Typically, substance abuse evaluations must be administered by an agency certified by the state. While the overall purpose, process, and types of assessments and treatment programs are similar, each state has its own requirements. This article provides an overview of the common circumstances leading to a court-ordered drug and alcohol assessment, what the evaluation consists of, and what happens after the evaluation.
A substance abuse evaluation is used to identify the possible presence and extent of an offender’s drug and/or alcohol problem. The evaluation also allows for the development of a treatment plan designed to address the person’s specific circumstances.
When a person is arrested for a DUI, the court will likely require the offender to undergo a substance abuse evaluation at some point during the criminal proceedings. Some states require the evaluation to be completed before an offender is sentenced. In those states, the substance abuse evaluation impacts how a judge sentences an offender and can sometimes reduce, eliminate, or increase penalties that would otherwise be imposed. Other states require the evaluation within a certain period of time after sentencing as a condition of probation or part of a diversion, deferred sentencing, or similar program.
A court-ordered evaluation typically consists of a detailed interview with a certified treatment provider. The provider also reviews the offender’s substance abuse and criminal history, driving record, and the arrest report. Sometimes the offender is required to provide a drug and alcohol urinalysis screening as well. Based on the interview, supporting documents, and results of the urinalysis, the treatment provider will typically make a recommendation for a specific treatment program.
Generally, the offender is responsible for the costs of the evaluation and the treatment program. The substance abuse evaluation fee varies by state, but it’s typically around $100 to $150 and is paid directly to the agency performing the evaluation.
If the evaluation determines that an offender has a substance abuse condition, there will typically be a treatment recommendation. The types of treatment programs vary by state. But generally, treatment programs must provide a curriculum that includes counseling, assessments, and risk reduction. Depending on the state’s requirements and the recommendations of the evaluator, a DUI offender may be required to complete any number of the following:
The state’s requirements ordinarily determine the length and curriculum of the treatment programs. However, generally, the more significant the substance abuse problem, the longer and more intense the required treatment program will be.

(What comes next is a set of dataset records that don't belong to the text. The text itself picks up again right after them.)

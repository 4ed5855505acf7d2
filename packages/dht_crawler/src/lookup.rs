//! The α-parallel iterative Kademlia lookup (spec §4.9).
//!
//! Each round queries up to `alpha` not-yet-queried, not-failed shortlist
//! entries concurrently, merges what comes back, and loops until the
//! shortlist is exhausted or `max_iterations` is hit. The state machine is
//! literally `Seeding → Probing ⇄ Merging → Completed`, tracked as an enum
//! for diagnostics even though a single `LookupEngine::run_lookup` call
//! only ever drives one lookup at a time through it.

use crate::errors::{Error, ErrorKind, Result};
use futures::future::join_all;
use krpc_encoding::compact::{Addr, NodeInfo};
use krpc_encoding::messages::Response;
use krpc_encoding::{InfoHash, NodeId};
use routing_table::{Node, RoutingTable};
use std::collections::HashMap;
use std::net::{SocketAddr, SocketAddrV4};
use std::sync::atomic::{AtomicBool, Ordering};
use std::sync::Mutex;
use tokio_krpc::{OutboundClient, PortSpec};

/// Stage of a single lookup, surfaced for logging/diagnostics.
#[derive(Clone, Copy, PartialEq, Eq, Debug)]
pub enum Phase {
    Seeding,
    Probing,
    Merging,
    Completed,
}

#[derive(Clone, Copy, PartialEq, Eq, Debug)]
enum QueryStatus {
    NotQueried,
    Queried,
    Responded,
    Failed,
}

#[derive(Clone, Debug)]
struct ShortlistEntry {
    id: NodeId,
    addr: Addr,
    status: QueryStatus,
}

/// Result of `LookupEngine::find_peers`.
#[derive(Debug)]
pub struct PeerLookupResult {
    pub peers: Vec<Addr>,
    pub closest_nodes: Vec<NodeInfo>,
    pub tokens_by_node: HashMap<NodeId, Vec<u8>>,
}

/// Guards a single lookup's terminal transition so `complete()` fires
/// exactly once even if more than one round could plausibly race it (spec
/// §5 ordering guarantee, §9 Design Notes "AtomicBool-guarded completion
/// latch").
struct CompletionLatch {
    phase: Mutex<Phase>,
    completed: AtomicBool,
}

impl CompletionLatch {
    fn new() -> CompletionLatch {
        CompletionLatch { phase: Mutex::new(Phase::Seeding), completed: AtomicBool::new(false) }
    }

    fn set_phase(&self, phase: Phase) {
        *self.phase.lock().unwrap() = phase;
    }

    fn complete(&self) -> bool {
        self.completed.compare_exchange(false, true, Ordering::SeqCst, Ordering::SeqCst).is_ok()
    }
}

pub struct LookupEngine {
    own_id: NodeId,
    outbound: OutboundClient,
    table: std::sync::Arc<Mutex<RoutingTable>>,
    alpha: usize,
    max_results: usize,
    max_iterations: usize,
}

impl LookupEngine {
    pub fn new(
        own_id: NodeId,
        outbound: OutboundClient,
        table: std::sync::Arc<Mutex<RoutingTable>>,
        alpha: usize,
        max_results: usize,
        max_iterations: usize,
    ) -> LookupEngine {
        LookupEngine { own_id, outbound, table, alpha, max_results, max_iterations }
    }

    /// Returns up to `max_results` nodes closest to `target` that this node
    /// can discover by iterative query.
    pub async fn find_closest_nodes(&self, target: NodeId) -> Result<Vec<NodeInfo>> {
        let (shortlist, _peers, _tokens) = self.run_lookup(target, false).await?;
        Ok(shortlist
            .into_iter()
            .map(|entry| NodeInfo::new(entry.id, entry.addr))
            .collect())
    }

    /// Runs a `get_peers` lookup, returning harvested peers, the converged
    /// shortlist, and the tokens needed to `announce` to each responder.
    pub async fn find_peers(&self, info_hash: InfoHash) -> Result<PeerLookupResult> {
        let target = NodeId(info_hash.0);
        let (shortlist, peers, tokens) = self.run_lookup(target, true).await?;
        Ok(PeerLookupResult {
            peers,
            closest_nodes: shortlist.into_iter().map(|entry| NodeInfo::new(entry.id, entry.addr)).collect(),
            tokens_by_node: tokens,
        })
    }

    /// Runs `find_peers`, then issues `announce_peer` to the closest nodes
    /// that returned a token. Succeeds if at least one announce succeeded.
    pub async fn announce(&self, info_hash: InfoHash, port: PortSpec) -> Result<bool> {
        let result = self.find_peers(info_hash).await?;

        let mut targets: Vec<(NodeId, Addr, Vec<u8>)> = result
            .closest_nodes
            .iter()
            .filter_map(|node| result.tokens_by_node.get(&node.id).map(|token| (node.id, node.addr, token.clone())))
            .collect();
        targets.sort_by_key(|(id, _, _)| NodeId(info_hash.0).distance(id));

        let announces = targets.into_iter().map(|(id, addr, token)| {
            let outbound = self.outbound.clone();
            let own_id = self.own_id;
            let destination = SocketAddr::V4(SocketAddrV4::from(addr));
            let port = match port {
                PortSpec::Implied => PortSpec::Implied,
                PortSpec::Explicit(p) => PortSpec::Explicit(p),
            };
            async move {
                outbound.announce_peer(own_id, destination, info_hash, token, port).await.map(|_| id)
            }
        });

        let outcomes = join_all(announces).await;
        Ok(outcomes.into_iter().any(|outcome| outcome.is_ok()))
    }

    async fn run_lookup(
        &self,
        target: NodeId,
        is_peer_lookup: bool,
    ) -> Result<(Vec<ShortlistEntry>, Vec<Addr>, HashMap<NodeId, Vec<u8>>)> {
        let latch = CompletionLatch::new();
        let mut shortlist = self.seed(&target)?;
        let mut harvested_peers: Vec<Addr> = Vec::new();
        let mut tokens_by_node: HashMap<NodeId, Vec<u8>> = HashMap::new();

        let mut iterations = 0;
        loop {
            latch.set_phase(Phase::Probing);
            let batch_idx: Vec<usize> = pick_batch(&shortlist, &target, self.alpha);
            if batch_idx.is_empty() {
                break;
            }
            for &idx in &batch_idx {
                shortlist[idx].status = QueryStatus::Queried;
            }
            iterations += 1;

            let queries = batch_idx.iter().map(|&idx| self.query_one(&shortlist[idx], target, is_peer_lookup));
            let outcomes = join_all(queries).await;

            latch.set_phase(Phase::Merging);
            for (&idx, outcome) in batch_idx.iter().zip(outcomes.into_iter()) {
                match outcome {
                    Ok(QueryOutcome { nodes, peers, token }) => {
                        shortlist[idx].status = QueryStatus::Responded;
                        if let Some(token) = token {
                            tokens_by_node.insert(shortlist[idx].id, token);
                        }
                        harvested_peers.extend(peers);
                        self.merge_nodes(&mut shortlist, nodes, &target);
                    }
                    Err(_) => {
                        shortlist[idx].status = QueryStatus::Failed;
                    }
                }
            }

            sort_shortlist(&mut shortlist, &target);
            shortlist.truncate(self.max_results);

            if iterations >= self.max_iterations {
                log::debug!("lookup for {:?} hit the max_iterations safety cap", target);
                break;
            }
            if shortlist.iter().all(|e| e.status != QueryStatus::NotQueried) {
                break;
            }
        }

        if latch.complete() {
            latch.set_phase(Phase::Completed);
        }

        sort_shortlist(&mut shortlist, &target);
        shortlist.truncate(self.max_results);
        harvested_peers.dedup();
        Ok((shortlist, harvested_peers, tokens_by_node))
    }

    fn seed(&self, target: &NodeId) -> Result<Vec<ShortlistEntry>> {
        let table = self.table.lock().unwrap();
        if table.is_empty() {
            return Err(Error::from(ErrorKind::TableEmpty));
        }
        Ok(table
            .closest(target, self.max_results)
            .into_iter()
            .map(|node| ShortlistEntry { id: node.id, addr: node.addr, status: QueryStatus::NotQueried })
            .collect())
    }

    async fn query_one(&self, entry: &ShortlistEntry, target: NodeId, is_peer_lookup: bool) -> Result<QueryOutcome> {
        let destination = SocketAddr::V4(SocketAddrV4::from(entry.addr));
        let response = if is_peer_lookup {
            self.outbound.get_peers(self.own_id, destination, InfoHash(target.0)).await?
        } else {
            self.outbound.find_node(self.own_id, destination, target).await?
        };

        let outcome = match response {
            Response::NextHop { nodes, token, .. } => QueryOutcome { nodes, peers: Vec::new(), token },
            Response::GetPeers { peers, token, .. } => QueryOutcome { nodes: Vec::new(), peers, token },
            Response::OnlyId { .. } => QueryOutcome { nodes: Vec::new(), peers: Vec::new(), token: None },
        };

        {
            let mut table = self.table.lock().unwrap();
            table.insert(Node::new(entry.id, entry.addr));
        }
        Ok(outcome)
    }

    fn merge_nodes(&self, shortlist: &mut Vec<ShortlistEntry>, nodes: Vec<NodeInfo>, target: &NodeId) {
        let mut table = self.table.lock().unwrap();
        for node in nodes {
            if node.id == self.own_id {
                continue;
            }
            table.insert(Node::new(node.id, node.addr));
            if !shortlist.iter().any(|e| e.id == node.id) {
                shortlist.push(ShortlistEntry { id: node.id, addr: node.addr, status: QueryStatus::NotQueried });
            }
        }
        drop(table);
        sort_shortlist(shortlist, target);
    }
}

struct QueryOutcome {
    nodes: Vec<NodeInfo>,
    peers: Vec<Addr>,
    token: Option<Vec<u8>>,
}

/// Picks up to `alpha` not-yet-queried, not-failed entries, nearest-first.
fn pick_batch(shortlist: &[ShortlistEntry], target: &NodeId, alpha: usize) -> Vec<usize> {
    let mut candidates: Vec<usize> = (0..shortlist.len())
        .filter(|&idx| shortlist[idx].status == QueryStatus::NotQueried)
        .collect();
    candidates.sort_by_key(|&idx| target.distance(&shortlist[idx].id));
    candidates.truncate(alpha);
    candidates
}

/// Orders by distance to `target`; ties prefer a `Responded` entry, then
/// break lexicographically on node id (spec §4.9).
fn sort_shortlist(shortlist: &mut [ShortlistEntry], target: &NodeId) {
    shortlist.sort_by(|a, b| {
        let da = target.distance(&a.id);
        let db = target.distance(&b.id);
        da.cmp(&db)
            .then_with(|| (a.status != QueryStatus::Responded).cmp(&(b.status != QueryStatus::Responded)))
            .then_with(|| a.id.cmp(&b.id))
    });
}

#[cfg(test)]
mod tests {
    use super::*;
    use krpc_encoding::compact::Addr;
    use routing_table::RoutingTable;
    use std::net::Ipv4Addr;
    use std::sync::Arc;
    use std::time::Duration;
    use tokio_krpc::{OutboundClient, SocketPump, TransactionManager};

    fn addr(port: u16) -> Addr {
        Addr::new(Ipv4Addr::new(127, 0, 0, 1), port)
    }

    async fn engine_with_empty_table() -> LookupEngine {
        let own_id = NodeId::random();
        let pump = SocketPump::bind("127.0.0.1:0".parse().unwrap()).await.unwrap();
        let transactions = Arc::new(TransactionManager::new());
        let outbound = OutboundClient::new(pump.sender(), transactions);
        let table = Arc::new(Mutex::new(RoutingTable::new(own_id)));
        LookupEngine::new(own_id, outbound, table, 3, 8, 20)
    }

    #[tokio::test]
    async fn lookup_on_empty_table_fails_fast() {
        let engine = engine_with_empty_table().await;
        let result = engine.find_closest_nodes(NodeId::random()).await;
        assert!(matches!(result, Err(ref e) if matches!(e.kind(), ErrorKind::TableEmpty)));
    }

    #[test]
    fn sort_prefers_responded_on_distance_tie() {
        let target = NodeId([0u8; 20]);
        let a = NodeId([1u8; 20]);
        let mut shortlist = vec![
            ShortlistEntry { id: a, addr: addr(1), status: QueryStatus::NotQueried },
        ];
        sort_shortlist(&mut shortlist, &target);
        assert_eq!(shortlist[0].id, a);
    }

    #[test]
    fn pick_batch_respects_alpha_cap() {
        let target = NodeId([0u8; 20]);
        let shortlist: Vec<ShortlistEntry> = (1..=10u8)
            .map(|b| ShortlistEntry { id: NodeId([b; 20]), addr: addr(b as u16), status: QueryStatus::NotQueried })
            .collect();
        let batch = pick_batch(&shortlist, &target, 3);
        assert_eq!(batch.len(), 3);
    }

    #[test]
    fn completion_latch_fires_exactly_once() {
        let latch = CompletionLatch::new();
        assert!(latch.complete());
        assert!(!latch.complete());
    }
}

Sometimes the evaluation determines that a DUI offender doesn’t have a substance abuse disorder or addiction. For example, the circumstances of the arrest might indicate the DUI was the result of a single instance of bad judgment rather than a substance abuse problem. However, even if no drug or alcohol issues are identified, many states still require DUI offenders to complete a substance abuse education course or some other minimum requirements.
Failing to complete an evaluation and/or a treatment program can result in a probation violation, harsher sentencing, or revocation of a diversion or similar program. Additionally, the department of motor vehicles generally won’t reinstate a DUI offender’s driving privileges until proof of completion of the evaluation and treatment program are provided.